In the early 2010s, freelance coder David Hollander started building ecommerce tools. One fateful day, he developed a product that helped a client manage orders. Bursting with pride, David hosted it on his own server, called it Order Desk, and let other people use it too. Soon, businesses began asking why he hadn’t monetized it yet.
After a decade of work that included a reconstruction of the platform, Order Desk has become a full-service ecommerce tool. While other products focus on printing or inventory, David’s focuses on simplicity and over 300 integrations with platforms like Shopify and Amazon.
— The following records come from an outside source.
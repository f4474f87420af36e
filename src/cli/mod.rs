//! CLI module for skinscan
//!
//! This module contains all command-line interface related code including
//! argument parsing, command definitions, and command handlers.
//!
//! # Submodules
//!
//! - `args` - Command-line argument definitions using clap
//! - `commands` - Command handler implementations
//! - `progress` - Progress bars and CLI output utilities

pub mod args;
pub mod commands;
pub mod progress;

// Re-export commonly used types for convenience
pub use args::{Args, Commands, FacingArg, SourceArg, TestCommands};
pub use commands::run_command;
pub use progress::{AnalysisProgress, DualWriter};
All that effort has resulted in over $2 million in annual revenue, enterprise clients, and a 20-person team.
Here’s the story of how a freelance coder from Idaho built a million-dollar business by following his passion, listening to the critics, and creating a unique monetization model.
From Artist to Coder
One day in the early 2010s, David opened up his inbox and saw multiple emails from businesses using his simple store management app. They said, “Why aren’t you charging directly for your service? We’d all pay for it.”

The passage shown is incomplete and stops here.